■ **Assignment**: For this exercise, please find the lines in the entries that include the word "inner" and copy them.

Collected data

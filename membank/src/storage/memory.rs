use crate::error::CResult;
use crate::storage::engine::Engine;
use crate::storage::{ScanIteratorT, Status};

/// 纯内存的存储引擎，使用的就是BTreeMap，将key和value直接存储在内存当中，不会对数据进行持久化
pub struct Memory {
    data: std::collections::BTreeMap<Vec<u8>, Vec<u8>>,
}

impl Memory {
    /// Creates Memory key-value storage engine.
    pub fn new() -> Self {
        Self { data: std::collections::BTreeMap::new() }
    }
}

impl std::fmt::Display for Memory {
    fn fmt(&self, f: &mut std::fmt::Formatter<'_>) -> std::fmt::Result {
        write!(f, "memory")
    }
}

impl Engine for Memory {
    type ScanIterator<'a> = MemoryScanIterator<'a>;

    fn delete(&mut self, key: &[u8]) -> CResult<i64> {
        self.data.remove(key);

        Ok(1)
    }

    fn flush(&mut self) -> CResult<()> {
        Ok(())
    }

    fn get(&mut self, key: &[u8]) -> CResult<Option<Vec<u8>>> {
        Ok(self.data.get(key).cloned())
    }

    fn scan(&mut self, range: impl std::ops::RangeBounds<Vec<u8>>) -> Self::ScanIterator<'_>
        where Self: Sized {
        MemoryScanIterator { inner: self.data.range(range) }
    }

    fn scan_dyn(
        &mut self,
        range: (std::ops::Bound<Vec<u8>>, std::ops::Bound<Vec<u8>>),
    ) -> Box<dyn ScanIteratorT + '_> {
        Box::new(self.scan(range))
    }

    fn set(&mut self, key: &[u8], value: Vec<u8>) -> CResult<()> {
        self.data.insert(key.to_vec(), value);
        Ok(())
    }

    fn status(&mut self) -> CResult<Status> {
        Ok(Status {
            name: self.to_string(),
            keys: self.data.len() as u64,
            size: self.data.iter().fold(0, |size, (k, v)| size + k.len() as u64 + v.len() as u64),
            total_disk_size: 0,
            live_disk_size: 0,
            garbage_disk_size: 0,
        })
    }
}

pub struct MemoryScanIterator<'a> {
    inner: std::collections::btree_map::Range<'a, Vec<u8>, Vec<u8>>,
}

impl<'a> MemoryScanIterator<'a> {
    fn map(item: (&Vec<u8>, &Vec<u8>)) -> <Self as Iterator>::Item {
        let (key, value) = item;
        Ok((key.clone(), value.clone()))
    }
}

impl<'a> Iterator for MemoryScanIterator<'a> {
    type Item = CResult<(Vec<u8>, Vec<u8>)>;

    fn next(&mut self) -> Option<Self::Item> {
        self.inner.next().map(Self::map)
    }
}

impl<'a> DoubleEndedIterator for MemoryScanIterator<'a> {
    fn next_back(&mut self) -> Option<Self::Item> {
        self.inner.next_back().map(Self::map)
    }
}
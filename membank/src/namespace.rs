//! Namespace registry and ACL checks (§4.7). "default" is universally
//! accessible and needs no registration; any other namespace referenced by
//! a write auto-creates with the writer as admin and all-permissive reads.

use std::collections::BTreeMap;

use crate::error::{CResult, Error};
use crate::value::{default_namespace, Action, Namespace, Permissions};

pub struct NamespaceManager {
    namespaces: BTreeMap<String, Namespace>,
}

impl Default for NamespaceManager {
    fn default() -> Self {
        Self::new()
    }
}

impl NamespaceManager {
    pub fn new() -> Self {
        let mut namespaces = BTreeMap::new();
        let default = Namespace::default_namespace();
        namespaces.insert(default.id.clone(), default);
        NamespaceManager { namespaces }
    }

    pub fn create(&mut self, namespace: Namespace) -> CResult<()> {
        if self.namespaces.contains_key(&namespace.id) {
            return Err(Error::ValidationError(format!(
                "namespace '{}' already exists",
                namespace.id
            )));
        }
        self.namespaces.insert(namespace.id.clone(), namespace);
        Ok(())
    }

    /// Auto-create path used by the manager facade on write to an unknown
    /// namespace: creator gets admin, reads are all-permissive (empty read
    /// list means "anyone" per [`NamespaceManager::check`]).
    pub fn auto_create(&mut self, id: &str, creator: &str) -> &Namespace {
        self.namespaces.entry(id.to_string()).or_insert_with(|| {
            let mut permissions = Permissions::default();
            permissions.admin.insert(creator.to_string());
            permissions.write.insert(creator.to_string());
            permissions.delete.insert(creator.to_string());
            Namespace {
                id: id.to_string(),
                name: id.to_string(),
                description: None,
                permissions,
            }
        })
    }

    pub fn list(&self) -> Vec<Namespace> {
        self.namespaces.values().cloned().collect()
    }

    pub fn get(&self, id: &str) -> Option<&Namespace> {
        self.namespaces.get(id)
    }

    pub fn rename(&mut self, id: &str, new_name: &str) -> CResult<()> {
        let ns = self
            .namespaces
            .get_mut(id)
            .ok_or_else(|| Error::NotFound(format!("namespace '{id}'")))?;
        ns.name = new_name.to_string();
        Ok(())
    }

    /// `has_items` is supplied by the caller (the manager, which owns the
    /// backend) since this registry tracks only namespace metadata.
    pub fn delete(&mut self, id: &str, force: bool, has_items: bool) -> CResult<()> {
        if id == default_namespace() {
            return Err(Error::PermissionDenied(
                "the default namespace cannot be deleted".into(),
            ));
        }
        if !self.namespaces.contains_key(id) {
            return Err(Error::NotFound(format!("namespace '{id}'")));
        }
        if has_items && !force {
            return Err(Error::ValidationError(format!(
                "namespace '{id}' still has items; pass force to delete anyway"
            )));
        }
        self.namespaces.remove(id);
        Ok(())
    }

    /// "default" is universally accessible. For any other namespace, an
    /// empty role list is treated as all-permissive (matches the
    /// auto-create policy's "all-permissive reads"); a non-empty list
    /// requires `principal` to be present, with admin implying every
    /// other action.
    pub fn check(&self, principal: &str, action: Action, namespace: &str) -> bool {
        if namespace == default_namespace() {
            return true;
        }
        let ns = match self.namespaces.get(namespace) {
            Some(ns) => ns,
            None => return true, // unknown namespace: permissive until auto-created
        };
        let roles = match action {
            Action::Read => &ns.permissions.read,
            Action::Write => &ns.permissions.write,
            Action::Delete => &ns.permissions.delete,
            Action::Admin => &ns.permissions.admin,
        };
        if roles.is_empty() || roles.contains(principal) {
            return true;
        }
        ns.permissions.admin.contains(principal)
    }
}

■ **Solution below**:
        MemoryScanIterator { inner: self.data.range(range) }
    inner: std::collections::btree_map::Range<'a, Vec<u8>, Vec<u8>>,
        self.inner.next().map(Self::map)
        self.inner.next_back().map(Self::map)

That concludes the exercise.